Ovarian Hyperstimulation Syndrome

What is Ovarian Hyperstimulation Syndrome?

Ovarian hyperstimulation syndrome (OHSS) represents a iatrogenic complication of the fertility treatment during the luteal phase or during an early pregnancy. It is caused by medical interventions in the assisted reproduction as a part of infertility programs.

Ovarian Hyperstimulation Syndrome 1

After the gonadotropin therapy, ovarian hyperstimulation syndrome begins upon a few days due to oocyte retrieval or assisted ovulation. It is manifested byovarian enlargement as a consequence of the presence of numerous ovarian cysts. It leads to the acute fluid rearrangemet from the intravascular to the third space.

Ovarian hyperstimulation syndrome 2

Ovarian hyperstimulation syndrome is rare after the administration of clomifene citrate or monofollicular ovulation induction with gonadotropin. (1)
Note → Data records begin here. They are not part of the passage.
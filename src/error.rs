use axum::{
    http::StatusCode,
    response::{IntoResponse, Response},
    Json,
};
use serde_json::json;

/// Application-level errors
#[derive(thiserror::Error, Debug)]
pub enum AppError {
    #[error("Cache error: {0}")]
    Cache(#[from] redis::RedisError),

    #[error("HTTP client error: {0}")]
    HttpClient(#[from] reqwest::Error),

    #[error("Serialization error: {0}")]
    Serialization(#[from] serde_json::Error),

    #[error("Storage error: {0}")]
    Storage(String),

    #[error("Not found: {0}")]
    NotFound(String),

    #[error("Invalid input: {0}")]
    InvalidInput(String),

    #[error("External API error: {0}")]
    ExternalApi(String),

    #[error("Internal server error: {0}")]
    Internal(String),
}

impl IntoResponse for AppError {
    fn into_response(self) -> Response {
        let (status, message) = match self {
            AppError::NotFound(msg) => (StatusCode::NOT_FOUND, msg),
            AppError::InvalidInput(msg) => (StatusCode::BAD_REQUEST, msg),
            AppError::Cache(_)
            | AppError::Serialization(_)
            | AppError::Storage(_)
            | AppError::Internal(_) => (StatusCode::INTERNAL_SERVER_ERROR, self.to_string()),
            AppError::ExternalApi(msg) => (StatusCode::BAD_GATEWAY, msg),
            AppError::HttpClient(_) => (StatusCode::BAD_GATEWAY, self.to_string()),
        };

        let body = Json(json!({
            "error": message
        }));

        (status, body).into_response()
    }
}

pub type AppResult<T> = Result<T, AppError>;

#[cfg(test)]
mod tests {
    use super::*;

    #[test]
    fn test_invalid_input_maps_to_bad_request() {
        let response = AppError::InvalidInput("page size must be positive".to_string()).into_response();
        assert_eq!(response.status(), StatusCode::BAD_REQUEST);
    }

    #[test]
    fn test_storage_maps_to_internal_error() {
        let response = AppError::Storage("disk full".to_string()).into_response();
        assert_eq!(response.status(), StatusCode::INTERNAL_SERVER_ERROR);
    }

    #[test]
    fn test_external_api_maps_to_bad_gateway() {
        let response = AppError::ExternalApi("rate limited".to_string()).into_response();
        assert_eq!(response.status(), StatusCode::BAD_GATEWAY);
    }
}
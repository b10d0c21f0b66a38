/// OMDB provider
///
/// Genre listings are title searches on the genre name, up to five pages of
/// ten per genre. Every listing is enriched with a detail lookup by IMDB id,
/// retried by title when the id lookup is incomplete.
use crate::{
    cached,
    db::{Cache, CacheKey},
    error::{AppError, AppResult},
    models::{
        upstream::{OmdbDetails, OmdbSearchResponse},
        MovieItem, SEARCH_CATEGORY,
    },
    services::{
        normalize::{dedupe_movies, enrich_movie, movie_from_hit, sort_by_year_desc},
        providers::{resolve_movie_genres, MovieSource},
    },
};
use reqwest::Client as HttpClient;
use serde::{Deserialize, Serialize};
use std::time::Duration;

const MOVIE_CACHE_TTL: u64 = 3600; // 1 hour
const RESULTS_PER_PAGE: u32 = 10;
const MAX_PAGES_PER_GENRE: u32 = 5;
const MAX_MOVIES: usize = 100;

/// One enriched search page and the upstream's total hit count
#[derive(Debug, Clone, Serialize, Deserialize)]
struct SearchPage {
    total_results: u32,
    movies: Vec<MovieItem>,
}

#[derive(Clone)]
pub struct OmdbProvider {
    http_client: HttpClient,
    api_key: Option<String>,
    api_url: String,
    cache: Option<Cache>,
}

impl OmdbProvider {
    pub fn new(
        api_key: Option<String>,
        api_url: String,
        timeout: Duration,
        cache: Option<Cache>,
    ) -> AppResult<Self> {
        let http_client = HttpClient::builder().timeout(timeout).build()?;

        let api_key = api_key.filter(|k| !k.trim().is_empty());
        if api_key.is_none() {
            tracing::warn!("No OMDB API key configured, movies will be unavailable");
        }

        Ok(Self {
            http_client,
            api_key,
            api_url: api_url.trim_end_matches('/').to_string(),
            cache,
        })
    }

    fn api_key(&self) -> AppResult<&str> {
        self.api_key
            .as_deref()
            .ok_or_else(|| AppError::ExternalApi("OMDB API key is not configured".to_string()))
    }

    async fn get<T: serde::de::DeserializeOwned>(&self, params: &[(&str, String)]) -> AppResult<T> {
        let response = self
            .http_client
            .get(format!("{}/", self.api_url))
            .query(&[("apikey", self.api_key()?)])
            .query(params)
            .send()
            .await?;

        if !response.status().is_success() {
            let status = response.status();
            let body = response.text().await.unwrap_or_default();
            return Err(AppError::ExternalApi(format!(
                "OMDB API returned status {}: {}",
                status, body
            )));
        }

        Ok(response.json().await?)
    }

    /// Searches one page and enriches every hit, tagging them `category`
    async fn search_page(&self, term: &str, page: u32, category: &str) -> AppResult<SearchPage> {
        let params = [
            ("s", term.to_string()),
            ("type", "movie".to_string()),
            ("page", page.to_string()),
        ];
        let response: OmdbSearchResponse = self.get(&params).await?;

        if !response.is_success() {
            tracing::debug!(
                term = %term,
                page = page,
                error = response.error.as_deref().unwrap_or("unknown"),
                "OMDB search returned no results"
            );
            return Ok(SearchPage {
                total_results: 0,
                movies: Vec::new(),
            });
        }

        let total_results = response.total();
        let movies = response
            .search
            .into_iter()
            .map(|hit| movie_from_hit(hit, category))
            .collect();

        Ok(SearchPage {
            total_results,
            movies: self.enrich_all(movies).await,
        })
    }

    async fn genre_page(&self, genre: String, page: u32) -> AppResult<SearchPage> {
        cached!(
            self.cache,
            CacheKey::MovieGenre {
                genre: genre.clone(),
                page,
            },
            MOVIE_CACHE_TTL,
            self.search_page(&genre, page, &genre)
        )
    }

    /// Every page of one genre, capped at five
    async fn fetch_genre(&self, genre: String) -> AppResult<Vec<MovieItem>> {
        let first = self.genre_page(genre.clone(), 1).await?;
        let pages = first
            .total_results
            .div_ceil(RESULTS_PER_PAGE)
            .min(MAX_PAGES_PER_GENRE);

        let mut movies = first.movies;
        let mut tasks = Vec::new();
        for page in 2..=pages {
            let provider = self.clone();
            let genre = genre.clone();
            tasks.push(tokio::spawn(async move { provider.genre_page(genre, page).await }));
        }

        for task in tasks {
            match task.await {
                Ok(Ok(page)) => movies.extend(page.movies),
                Ok(Err(e)) => {
                    tracing::warn!(genre = %genre, error = %e, "Failed to fetch movie page");
                }
                Err(e) => {
                    tracing::error!(error = %e, "Movie page task panicked");
                }
            }
        }

        tracing::info!(
            genre = %genre,
            pages = pages,
            movies = movies.len(),
            provider = "omdb",
            "Genre listings fetched"
        );

        Ok(movies)
    }

    /// Detail lookup by IMDB id, falling back to a title lookup when the id
    /// lookup fails or lacks the fields the dashboard shows
    async fn fetch_details(&self, imdb_id: &str, title: &str) -> Option<OmdbDetails> {
        let by_id: AppResult<OmdbDetails> = cached!(
            self.cache,
            CacheKey::MovieDetails(imdb_id.to_string()),
            MOVIE_CACHE_TTL,
            self.get(&[("i", imdb_id.to_string())])
        );

        let by_id = match by_id {
            Ok(details) if details.is_complete() => return Some(details),
            Ok(details) => Some(details).filter(|d| d.is_success()),
            Err(e) => {
                tracing::debug!(imdb_id = %imdb_id, error = %e, "Detail lookup by id failed");
                None
            }
        };

        let by_title: AppResult<OmdbDetails> = cached!(
            self.cache,
            CacheKey::MovieDetailsByTitle(title.to_string()),
            MOVIE_CACHE_TTL,
            self.get(&[("t", title.to_string())])
        );

        match by_title {
            Ok(details) if details.is_success() => Some(details),
            Ok(_) => by_id,
            Err(e) => {
                tracing::debug!(title = %title, error = %e, "Detail lookup by title failed");
                by_id
            }
        }
    }

    /// Enriches listings concurrently; a failed lookup keeps the bare listing
    async fn enrich_all(&self, movies: Vec<MovieItem>) -> Vec<MovieItem> {
        let mut tasks = Vec::with_capacity(movies.len());
        for movie in movies {
            let provider = self.clone();
            tasks.push(tokio::spawn(async move {
                match provider.fetch_details(&movie.external_id, &movie.title).await {
                    Some(details) => enrich_movie(movie, details),
                    None => movie,
                }
            }));
        }

        let mut enriched = Vec::with_capacity(tasks.len());
        for task in tasks {
            match task.await {
                Ok(movie) => enriched.push(movie),
                Err(e) => tracing::error!(error = %e, "Movie detail task panicked"),
            }
        }
        enriched
    }
}

#[async_trait::async_trait]
impl MovieSource for OmdbProvider {
    async fn fetch_movies(&self, genres: &[String]) -> AppResult<Vec<MovieItem>> {
        self.api_key()?;
        let genres = resolve_movie_genres(genres);

        let mut tasks = Vec::with_capacity(genres.len());
        for genre in &genres {
            let provider = self.clone();
            let genre = genre.clone();
            tasks.push(tokio::spawn(async move {
                let result = provider.fetch_genre(genre.clone()).await;
                (genre, result)
            }));
        }

        let mut movies = Vec::new();
        for task in tasks {
            match task.await {
                Ok((_, Ok(items))) => movies.extend(items),
                Ok((genre, Err(e))) => {
                    tracing::warn!(genre = %genre, error = %e, "Failed to fetch genre");
                }
                Err(e) => {
                    tracing::error!(error = %e, "Genre fetch task panicked");
                }
            }
        }

        let mut movies = dedupe_movies(movies);
        sort_by_year_desc(&mut movies);
        movies.truncate(MAX_MOVIES);

        Ok(movies)
    }

    async fn search_movies(&self, query: &str) -> AppResult<Vec<MovieItem>> {
        let query = query.trim();
        if query.is_empty() {
            return Ok(Vec::new());
        }
        self.api_key()?;

        let page: SearchPage = cached!(
            self.cache,
            CacheKey::MovieSearch(query.to_string()),
            MOVIE_CACHE_TTL,
            self.search_page(query, 1, SEARCH_CATEGORY)
        )?;

        let mut movies = dedupe_movies(page.movies);
        sort_by_year_desc(&mut movies);

        tracing::info!(
            query = %query,
            results = movies.len(),
            provider = "omdb",
            "Movie search completed"
        );

        Ok(movies)
    }

    fn name(&self) -> &'static str {
        "movies"
    }
}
In the vast majority of cases, ovarian hyperstimulation syndrome resolves spontaneously. In spite of that fact, it is necessary to provide supportive medical measures and close monitoring.

The most common cause of ovarian hyperstimulation syndrome is the effect of human chorionic gonadotrophin (hCG) or luteinising hormone (FSH) on ovaries. The main causative agents are proinflammatory mediators such as vascular endothelial growth factor (VEGF).

Risk Factors

There are various risk factors associated with ovarian hyperstimulation syndrome such as a previous history of ovarian hyperstimulation syndrome, polycystic ovarian syndrome, increased follicle number (AFC) or elevated anti-Müllerian hormone (AMH).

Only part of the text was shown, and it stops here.